Tym razem fosa obronna i mnóstwo małych zabytków – takie ciekawostki udało się odkopać rzeszowskiej grupie archeologów na Lisiej Górze. Czy to oznacza, że Rzeszów powinien pomyśleć o budowie skansenu?

 

Lisia Góra znów zachwyca i kolejny raz dowiódł tego archeolog Mirosław Mazurek, tym razem ze swoją 10-osobową ekipą studentów z Ukrainy, którzy do Rzeszowa przyjechali odbyć praktyki. Podczas trzytygodniowych badań naukowcy udało się odkryć fosę o szerokości 6 metrów i głębokości 2,5 m, która potwierdziła, że na Lisiej  Górze istniało założenie obronne w epoce brązu i wczesnej epoce żelaza.

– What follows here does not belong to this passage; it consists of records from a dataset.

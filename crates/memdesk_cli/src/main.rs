//! Command-line front end for the memory panel.
//!
//! # Responsibility
//! - Drive `MemoryController` over the local SQLite store from a terminal.
//! - Keep output line-oriented and deterministic for scripting.
//!
//! # Invariants
//! - Every subcommand goes through the same controller operations as the
//!   Flutter panel; nothing talks to the store directly.
//! - A failed command exits non-zero with the reason on stderr.

use clap::{Parser, Subcommand};
use log::info;
use memdesk_core::{
    default_log_level, init_logging, resolve_db_path, BatchDeleteReport, MemoryController,
    QueryResolution, SqliteMemoryGateway,
};
use std::path::PathBuf;
use std::process::ExitCode;
use std::sync::Arc;

#[derive(Parser, Debug)]
#[command(name = "memdesk", version, about = "Browse and edit stored agent memories")]
struct Args {
    /// Database file; defaults to `MEMDESK_DB_PATH` or the temp directory.
    #[arg(long, global = true)]
    db: Option<PathBuf>,
    /// Write rolling logs into this directory.
    #[arg(long, global = true)]
    log_dir: Option<PathBuf>,
    /// Defaults to `debug` in debug builds and `info` in release builds.
    #[arg(long, global = true)]
    log_level: Option<String>,
    #[command(subcommand)]
    command: Command,
}

#[derive(Subcommand, Debug)]
enum Command {
    /// List memories, newest first.
    List {
        #[arg(long, default_value = "")]
        search: String,
        #[arg(long, default_value = "")]
        category: String,
    },
    /// Print the categories of all stored memories.
    Categories,
    /// Store a new memory.
    Add {
        key: String,
        content: String,
        #[arg(long, default_value = "")]
        category: String,
    },
    /// Delete one or more memories by key; stops at the first failure.
    Rm {
        #[arg(required = true)]
        keys: Vec<String>,
    },
}

type Controller = MemoryController<SqliteMemoryGateway>;

fn main() -> ExitCode {
    let args = Args::parse();
    match run(args) {
        Ok(()) => ExitCode::SUCCESS,
        Err(message) => {
            eprintln!("error: {message}");
            ExitCode::FAILURE
        }
    }
}

fn run(args: Args) -> Result<(), String> {
    if let Some(log_dir) = &args.log_dir {
        let level = args.log_level.as_deref().unwrap_or(default_log_level());
        init_logging(level, &log_dir.to_string_lossy())?;
    }

    let db_path = args.db.clone().unwrap_or_else(resolve_db_path);
    let gateway = SqliteMemoryGateway::open(&db_path)
        .map_err(|err| format!("cannot open {}: {err}", db_path.display()))?;
    info!(
        "event=cli_start module=cli status=ok db_path={}",
        db_path.display()
    );
    let mut controller = MemoryController::new(Arc::new(gateway));

    let runtime = tokio::runtime::Builder::new_current_thread()
        .build()
        .map_err(|err| format!("runtime init failed: {err}"))?;
    runtime.block_on(execute(&mut controller, args.command))
}

async fn execute(controller: &mut Controller, command: Command) -> Result<(), String> {
    match command {
        Command::List { search, category } => {
            controller.set_search_text(search);
            controller.set_category_filter(category);
            expect_loaded(controller.commit_filters().await)?;
            for row in controller.snapshot().rows {
                println!(
                    "{}\t{}\t{}\t{}",
                    row.key, row.category, row.timestamp, row.preview
                );
            }
            Ok(())
        }
        Command::Categories => {
            expect_loaded(controller.start().await)?;
            for category in controller.categories() {
                println!("{category}");
            }
            Ok(())
        }
        Command::Add {
            key,
            content,
            category,
        } => {
            controller.open_create_form();
            controller.set_draft_key(key);
            controller.set_draft_content(content);
            controller.set_draft_category(category);
            let entry = controller
                .submit_create()
                .await
                .map_err(|err| err.to_string())?;
            println!("created {} ({})", entry.key, entry.category);
            Ok(())
        }
        Command::Rm { keys } => remove(controller, keys).await,
    }
}

async fn remove(controller: &mut Controller, keys: Vec<String>) -> Result<(), String> {
    expect_loaded(controller.start().await)?;
    if let Some(missing) = keys
        .iter()
        .find(|key| !controller.entries().contains_key(key.as_str()))
    {
        return Err(format!("memory `{missing}` not found"));
    }

    if let [key] = keys.as_slice() {
        controller.request_delete(key);
        controller
            .confirm_delete(key)
            .await
            .map_err(|err| err.to_string())?;
        println!("deleted {key}");
        return Ok(());
    }

    for key in &keys {
        if !controller.selection().contains(key) {
            controller.toggle_selection(key);
        }
    }
    controller.request_batch_delete();
    let report = controller
        .confirm_batch_delete()
        .await
        .map_err(|err| err.to_string())?;
    print_batch(&report)
}

fn print_batch(report: &BatchDeleteReport) -> Result<(), String> {
    for key in &report.completed {
        println!("deleted {key}");
    }
    match &report.failed_at {
        None => Ok(()),
        Some(err) => Err(format!("batch delete stopped: {err}")),
    }
}

fn expect_loaded(resolution: QueryResolution) -> Result<(), String> {
    match resolution {
        QueryResolution::Applied | QueryResolution::Stale => Ok(()),
        QueryResolution::Failed(message) => Err(message),
    }
}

– To odkrycie potwierdza, że na terenach Lisiej Góry istniała tysiące lat temu osada. Wiemy, że nie była to ludność stąd. Na nasze tereny przywędrowała z południa za Karpat  – mówi Mirosław Mazurek, archeolog związany z Uniwersytetem Rzeszowskim, który posiada własną pracownię. – Docelowo na Lisiej Górze mamy do czynienia z założeniem obronnym i osadami z neolitu, okresu rzymskiego i nowożytnego XVI i XVII wieku – dodaje.

Poza fosą, badacze znaleźli też bardzo duże ilości fragmentów naczyń, które pozwolą na ich rekonstrukcję. Jak podkreśla Mazurek, jest ich o wiele więcej niż w ub. r. i część z nich ma charakterystyczne ornamenty, które ułatwią datowanie zabytków.

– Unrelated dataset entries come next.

//! Memory panel controller.
//!
//! # Responsibility
//! - Own every piece of panel state and funnel all mutation through named
//!   operations.
//! - Orchestrate gateway queries and creates against that state.
//!
//! # Invariants
//! - `selection ⊆ keys(entries)` after every operation.
//! - Filter drafts reach the gateway only through `commit_filters`.
//! - A successful create re-queries with the committed filters, not the drafts.
//! - Gateway failures are stored as messages, never dropped.
//!
//! # See also
//! - `service::delete_coordinator` for single and batch deletes.

use crate::gateway::{GatewayError, GatewayResult, MemoryGateway};
use crate::model::entry::{Entry, EntryQuery};
use crate::service::snapshot::{ControllerSnapshot, EntryRow};
use crate::state::confirm::DeleteConfirmation;
use crate::state::draft::{CreateDraft, DraftValidationError};
use crate::state::entries::{EntryCollection, LoadPhase, QueryResolution, QueryTicket};
use crate::state::filter::FilterState;
use crate::state::selection::SelectionSet;
use log::{debug, info, warn};
use std::error::Error;
use std::fmt::{Display, Formatter};
use std::sync::Arc;

/// Failure of `MemoryController::submit_create`.
#[derive(Debug, Clone, PartialEq, Eq)]
pub enum CreateEntryError {
    /// Draft failed local validation; the gateway was not called.
    Validation(DraftValidationError),
    /// Gateway rejected or failed the create.
    Gateway(GatewayError),
}

impl Display for CreateEntryError {
    fn fmt(&self, f: &mut Formatter<'_>) -> std::fmt::Result {
        match self {
            Self::Validation(err) => write!(f, "{err}"),
            Self::Gateway(err) => write!(f, "{err}"),
        }
    }
}

impl Error for CreateEntryError {
    fn source(&self) -> Option<&(dyn Error + 'static)> {
        match self {
            Self::Validation(err) => Some(err),
            Self::Gateway(err) => Some(err),
        }
    }
}

impl From<DraftValidationError> for CreateEntryError {
    fn from(value: DraftValidationError) -> Self {
        Self::Validation(value)
    }
}

impl From<GatewayError> for CreateEntryError {
    fn from(value: GatewayError) -> Self {
        Self::Gateway(value)
    }
}

/// Single owner of the memory panel state.
pub struct MemoryController<G: MemoryGateway> {
    pub(super) gateway: Arc<G>,
    pub(super) entries: EntryCollection,
    pub(super) filter: FilterState,
    pub(super) selection: SelectionSet,
    pub(super) draft: CreateDraft,
    pub(super) confirm: DeleteConfirmation,
    pub(super) banner: Option<String>,
}

impl<G: MemoryGateway> MemoryController<G> {
    pub fn new(gateway: Arc<G>) -> Self {
        Self {
            gateway,
            entries: EntryCollection::new(),
            filter: FilterState::new(),
            selection: SelectionSet::new(),
            draft: CreateDraft::new(),
            confirm: DeleteConfirmation::new(),
            banner: None,
        }
    }

    /// Shared handle to the gateway, for hosts that run queries themselves.
    pub fn gateway(&self) -> Arc<G> {
        Arc::clone(&self.gateway)
    }

    pub fn entries(&self) -> &EntryCollection {
        &self.entries
    }

    pub fn filter(&self) -> &FilterState {
        &self.filter
    }

    pub fn selection(&self) -> &SelectionSet {
        &self.selection
    }

    pub fn draft(&self) -> &CreateDraft {
        &self.draft
    }

    pub fn confirmation(&self) -> &DeleteConfirmation {
        &self.confirm
    }

    /// Last mutation failure (delete, batch delete), if not dismissed.
    pub fn banner(&self) -> Option<&str> {
        self.banner.as_deref()
    }

    pub fn dismiss_banner(&mut self) {
        self.banner = None;
    }

    pub fn load_phase(&self) -> LoadPhase {
        self.entries.load_phase()
    }

    // ── Fetch orchestration ──

    /// Initial unfiltered load.
    pub async fn start(&mut self) -> QueryResolution {
        info!("event=controller_start module=controller status=start");
        self.refresh(EntryQuery::unfiltered()).await
    }

    /// Queries the gateway with `query` and applies the result.
    pub async fn refresh(&mut self, query: EntryQuery) -> QueryResolution {
        let ticket = self.begin_refresh();
        let result = self.gateway.query(&query).await;
        self.finish_refresh(ticket, result)
    }

    /// Marks a query as outstanding; pair with `finish_refresh`.
    pub fn begin_refresh(&mut self) -> QueryTicket {
        let ticket = self.entries.begin_query();
        debug!(
            "event=refresh module=controller status=start seq={}",
            ticket.seq()
        );
        ticket
    }

    /// Applies a query result issued under `ticket`, then prunes the selection.
    pub fn finish_refresh(
        &mut self,
        ticket: QueryTicket,
        result: GatewayResult<Vec<Entry>>,
    ) -> QueryResolution {
        let resolution = self
            .entries
            .resolve(ticket, result.map_err(|err| err.message()));

        match &resolution {
            QueryResolution::Applied => {
                let dropped = self.selection.retain_displayed(self.entries.entries());
                self.drop_stale_confirmations();
                info!(
                    "event=refresh module=controller status=ok seq={} count={} pruned={}",
                    ticket.seq(),
                    self.entries.entries().len(),
                    dropped.len()
                );
            }
            QueryResolution::Failed(message) => warn!(
                "event=refresh module=controller status=error seq={} error={}",
                ticket.seq(),
                message
            ),
            QueryResolution::Stale => debug!(
                "event=refresh module=controller status=stale seq={}",
                ticket.seq()
            ),
        }
        resolution
    }

    fn drop_stale_confirmations(&mut self) {
        if let Some(key) = self.confirm.armed_key() {
            if !self.entries.contains_key(key) {
                self.confirm.disarm();
            }
        }
        if self.selection.is_empty() {
            self.confirm.disarm_batch();
        }
    }

    // ── Filters ──

    pub fn set_search_text(&mut self, value: impl Into<String>) {
        self.filter.set_search_text(value);
    }

    pub fn set_category_filter(&mut self, value: impl Into<String>) {
        self.filter.set_category(value);
    }

    /// Search button / Enter: applies the filter drafts.
    pub async fn commit_filters(&mut self) -> QueryResolution {
        let query = self.commit_filter_drafts();
        self.refresh(query).await
    }

    /// Freezes the filter drafts without querying; pair with `begin_refresh`.
    pub fn commit_filter_drafts(&mut self) -> EntryQuery {
        self.filter.commit()
    }

    /// Categories offered by the category filter, derived from loaded entries.
    pub fn categories(&self) -> Vec<String> {
        self.entries.categories()
    }

    // ── Selection ──

    /// Returns whether `key` is selected afterwards.
    pub fn toggle_selection(&mut self, key: &str) -> bool {
        self.selection.toggle(key, self.entries.entries())
    }

    pub fn toggle_select_all(&mut self) {
        self.selection.toggle_all(self.entries.entries());
    }

    // ── Create form ──

    pub fn open_create_form(&mut self) {
        self.draft.open();
    }

    /// Closes the form and throws the draft away.
    pub fn cancel_create_form(&mut self) {
        self.draft.discard();
    }

    pub fn set_draft_key(&mut self, value: impl Into<String>) {
        self.draft.set_key(value);
    }

    pub fn set_draft_content(&mut self, value: impl Into<String>) {
        self.draft.set_content(value);
    }

    pub fn set_draft_category(&mut self, value: impl Into<String>) {
        self.draft.set_category(value);
    }

    /// Validates and submits the draft.
    ///
    /// On success the form closes and the list is re-queried with the
    /// committed filters, so the new entry shows only if it matches them.
    ///
    /// # Errors
    /// - `Validation` when key or content is blank; no gateway call is made.
    /// - `Gateway` when the store rejects the create; the draft is kept.
    pub async fn submit_create(&mut self) -> Result<Entry, CreateEntryError> {
        let request = match self.draft.validate() {
            Ok(request) => request,
            Err(err) => {
                self.draft.fail(err.to_string());
                return Err(err.into());
            }
        };

        self.draft.submitting = true;
        match self.gateway.create(&request).await {
            Ok(entry) => {
                self.draft.discard();
                info!(
                    "event=create module=controller status=ok key={}",
                    entry.key
                );
                let query = self.filter.committed().clone();
                self.refresh(query).await;
                Ok(entry)
            }
            Err(err) => {
                warn!(
                    "event=create module=controller status=error key={} error={}",
                    request.key, err
                );
                self.draft.fail(err.message());
                Err(err.into())
            }
        }
    }

    // ── Presentation ──

    /// Read-only copy of everything the presentation layer renders.
    pub fn snapshot(&self) -> ControllerSnapshot {
        let displayed = self.entries.entries();
        ControllerSnapshot {
            phase: self.entries.load_phase(),
            loading: self.entries.loading(),
            rows: displayed
                .iter()
                .map(|entry| EntryRow {
                    id: entry.id.clone(),
                    key: entry.key.clone(),
                    preview: entry.content_preview(),
                    content: entry.content.clone(),
                    category: entry.category.clone(),
                    timestamp: entry.timestamp.clone(),
                    selected: self.selection.contains(&entry.key),
                    delete_armed: self.confirm.is_armed(&entry.key),
                })
                .collect(),
            search_text: self.filter.search_text().to_string(),
            category_filter: self.filter.category().to_string(),
            categories: self.entries.categories(),
            selected_keys: self.selection.ordered_keys(displayed),
            all_selected: self.selection.is_all_selected(displayed),
            draft: self.draft.clone(),
            armed_delete_key: self.confirm.armed_key().map(str::to_string),
            batch_delete_armed: self.confirm.batch_armed(),
            banner: self.banner.clone(),
        }
    }
}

Przypomnijmy, w ub. r. ekipa Mazurka weszła do rezerwatu, bo ich uwagę przykuły hałdy ziemi, które zaczęli wykopywać rowerzyści mający między drzewami swoje miejsce do ćwiczeń. Gdy archeolodzy weszli na teren Lisiej Góry, udało im się zaledwie w tydzień znaleźć m.in. fragmenty garnków, dzbanki, naczynie na pustej nóżce, które ma nakłucia w formie trójkąta wiszącego.

Tego typu zdobienie jest charakterystyczne dla kultury malickiej, którą udało się tam odkryć archeologom jeszcze w latach 60. XX wieku. Ponadto, badacze znaleźli wówczas zabytki krzemienne, w tym 6 narzędzi, 8 wiórów, 12 odłupków, a także topór rogowy.

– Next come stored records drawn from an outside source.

//! Single and batch delete flows of the memory controller.
//!
//! # Responsibility
//! - Two-step (arm, then confirm) deletes for one entry or the selection.
//! - Splice confirmed deletions out of local state without re-querying.
//!
//! # Invariants
//! - Local state changes only after the gateway reports `deleted = true`.
//! - Batch deletes run one key at a time, in display order, and stop at the
//!   first key that is not deleted.
//! - The selection is cleared only when a batch runs to completion.

use crate::gateway::{GatewayError, MemoryGateway};
use crate::model::entry::RemoveOutcome;
use crate::service::memory_controller::MemoryController;
use log::{info, warn};
use std::error::Error;
use std::fmt::{Display, Formatter};

/// Failure of a delete operation.
#[derive(Debug, Clone, PartialEq, Eq)]
pub enum DeleteError {
    /// `confirm_delete` was called for a key that is not armed.
    NotArmed(String),
    /// `confirm_batch_delete` was called without an armed batch.
    BatchNotArmed,
    /// Gateway answered `deleted = false`; the entry is presumed still present.
    NotDeleted(String),
    Gateway { key: String, source: GatewayError },
}

impl DeleteError {
    /// Key the failure refers to, if any.
    pub fn key(&self) -> Option<&str> {
        match self {
            Self::NotArmed(key) | Self::NotDeleted(key) => Some(key.as_str()),
            Self::Gateway { key, .. } => Some(key.as_str()),
            Self::BatchNotArmed => None,
        }
    }
}

impl Display for DeleteError {
    fn fmt(&self, f: &mut Formatter<'_>) -> std::fmt::Result {
        match self {
            Self::NotArmed(key) => write!(f, "delete of `{key}` was not confirmed"),
            Self::BatchNotArmed => write!(f, "batch delete was not confirmed"),
            Self::NotDeleted(key) => write!(f, "memory `{key}` was not deleted"),
            Self::Gateway { key, source } => write!(f, "failed to delete `{key}`: {source}"),
        }
    }
}

impl Error for DeleteError {
    fn source(&self) -> Option<&(dyn Error + 'static)> {
        match self {
            Self::Gateway { source, .. } => Some(source),
            _ => None,
        }
    }
}

/// Outcome of one batch delete pass.
#[derive(Debug, Clone, Default, PartialEq, Eq)]
pub struct BatchDeleteReport {
    /// Keys deleted, in the order they were removed.
    pub completed: Vec<String>,
    /// First key that was not deleted; the pass stopped there.
    pub failed_at: Option<DeleteError>,
}

impl BatchDeleteReport {
    pub fn is_complete(&self) -> bool {
        self.failed_at.is_none()
    }

    /// Key the pass stopped at.
    pub fn failed_key(&self) -> Option<&str> {
        self.failed_at.as_ref().and_then(DeleteError::key)
    }
}

impl<G: MemoryGateway> MemoryController<G> {
    /// Arms the single-delete confirmation for `key`, disarming any other key.
    ///
    /// Returns `false` (and arms nothing) when `key` is not displayed.
    pub fn request_delete(&mut self, key: &str) -> bool {
        if !self.entries.contains_key(key) {
            return false;
        }
        self.confirm.arm(key);
        true
    }

    pub fn cancel_delete(&mut self) {
        self.confirm.disarm();
    }

    /// Deletes the armed `key`.
    ///
    /// The confirmation is cleared whatever the outcome.
    ///
    /// # Errors
    /// - `NotArmed` when `key` is not the armed key; the gateway is not called.
    /// - `NotDeleted` / `Gateway` when the store did not delete; local state
    ///   is untouched and the failure is shown in the banner.
    pub async fn confirm_delete(&mut self, key: &str) -> Result<(), DeleteError> {
        if !self.confirm.is_armed(key) {
            warn!("event=delete module=delete status=rejected key={key} reason=not_armed");
            return Err(DeleteError::NotArmed(key.to_string()));
        }

        let result = self.remove_one(key).await;
        self.confirm.disarm();
        match result {
            Ok(()) => {
                info!("event=delete module=delete status=ok key={key}");
                Ok(())
            }
            Err(err) => {
                warn!("event=delete module=delete status=error key={key} error={err}");
                self.banner = Some(err.to_string());
                Err(err)
            }
        }
    }

    /// Arms the batch confirmation. Returns `false` when nothing is selected.
    pub fn request_batch_delete(&mut self) -> bool {
        if self.selection.is_empty() {
            return false;
        }
        self.confirm.arm_batch();
        true
    }

    pub fn cancel_batch_delete(&mut self) {
        self.confirm.disarm_batch();
    }

    /// Deletes the selected keys sequentially, stopping at the first failure.
    ///
    /// Keys deleted before a failure are already spliced out; the remaining
    /// keys (the failed one included) stay selected.
    ///
    /// # Errors
    /// `BatchNotArmed` when no batch confirmation is pending. Per-key failures
    /// are reported through `BatchDeleteReport::failed_at`, not as `Err`.
    pub async fn confirm_batch_delete(&mut self) -> Result<BatchDeleteReport, DeleteError> {
        if !self.confirm.batch_armed() {
            warn!("event=batch_delete module=delete status=rejected reason=not_armed");
            return Err(DeleteError::BatchNotArmed);
        }

        let keys = self.selection.ordered_keys(self.entries.entries());
        info!(
            "event=batch_delete module=delete status=start count={}",
            keys.len()
        );

        let mut report = BatchDeleteReport::default();
        for key in keys {
            match self.remove_one(&key).await {
                Ok(()) => report.completed.push(key),
                Err(err) => {
                    report.failed_at = Some(err);
                    break;
                }
            }
        }

        self.confirm.disarm_batch();
        match &report.failed_at {
            None => {
                self.selection.clear();
                info!(
                    "event=batch_delete module=delete status=ok deleted={}",
                    report.completed.len()
                );
            }
            Some(err) => {
                warn!(
                    "event=batch_delete module=delete status=error deleted={} error={err}",
                    report.completed.len()
                );
                self.banner = Some(format!("batch delete stopped: {err}"));
            }
        }
        Ok(report)
    }

    async fn remove_one(&mut self, key: &str) -> Result<(), DeleteError> {
        match self.gateway.remove(key).await {
            Ok(RemoveOutcome { deleted: true }) => {
                self.splice_deleted(key);
                Ok(())
            }
            Ok(RemoveOutcome { deleted: false }) => Err(DeleteError::NotDeleted(key.to_string())),
            Err(source) => Err(DeleteError::Gateway {
                key: key.to_string(),
                source,
            }),
        }
    }

    fn splice_deleted(&mut self, key: &str) {
        self.entries.remove_key(key);
        self.selection.prune([key]);
        if self.confirm.is_armed(key) {
            self.confirm.disarm();
        }
    }
}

Nowością ubiegłorocznych badań były znaleziska wskazujące, że na terenach Lisiej Góry też coś istniało w XVI wieku. Chodzi najprawdopodobniej o kolejną ludność, która na tych terenach stworzyła osadę, co tylko potwierdza, że na przestrzeni tysięcy lat tereny dzisiejszego rezerwatu były bardzo atrakcyjne do zamieszkania.

Badania ekipy Mirosława Mazurka na Lisiej Górze były możliwe dzięki dotacji z Uniwersytetu Rzeszowskiego i Wojewódzkiego Konserwatora Zabytków. Miasto do tego przedsięwzięcia się nie dołożyło, a szkoda, bo Lisia Góra jest bogata w wiele zabytków, które mogłyby w przyszłości przyciągać do naszego miasta turystów.  

– Nikt się nie spodziewał, że na tak małym terenie uda się znaleźć ich aż tyle. Strach pomyśleć, co by było gdyby otworzyć większe powierzchnie – zastanawia się Mazurek.

Póki co, znaleziska z Lisiej Góry nie są nigdzie eksponowane. Mazurek podpowiada, że odkryte zabytki idealnie nadawałyby się na stworzenie nowej atrakcji turystycznej w Rzeszowie – skansenu. – Tak się robi na świecie i w Europie – znaleziska są rekonstruowane i tworzone są z nich skanseny, które cieszą się bardzo dużo popularnością – przekonuje Mazurek.

Trudno się z tym nie zgodzić. Wystarczy zajrzeć do Karpackiej Troi w Trzcinicy koło Jasła, która powstała w latach 2007-2009. Do dziś cieszy się popularnością, a liczbą zwiedzających nie maleje.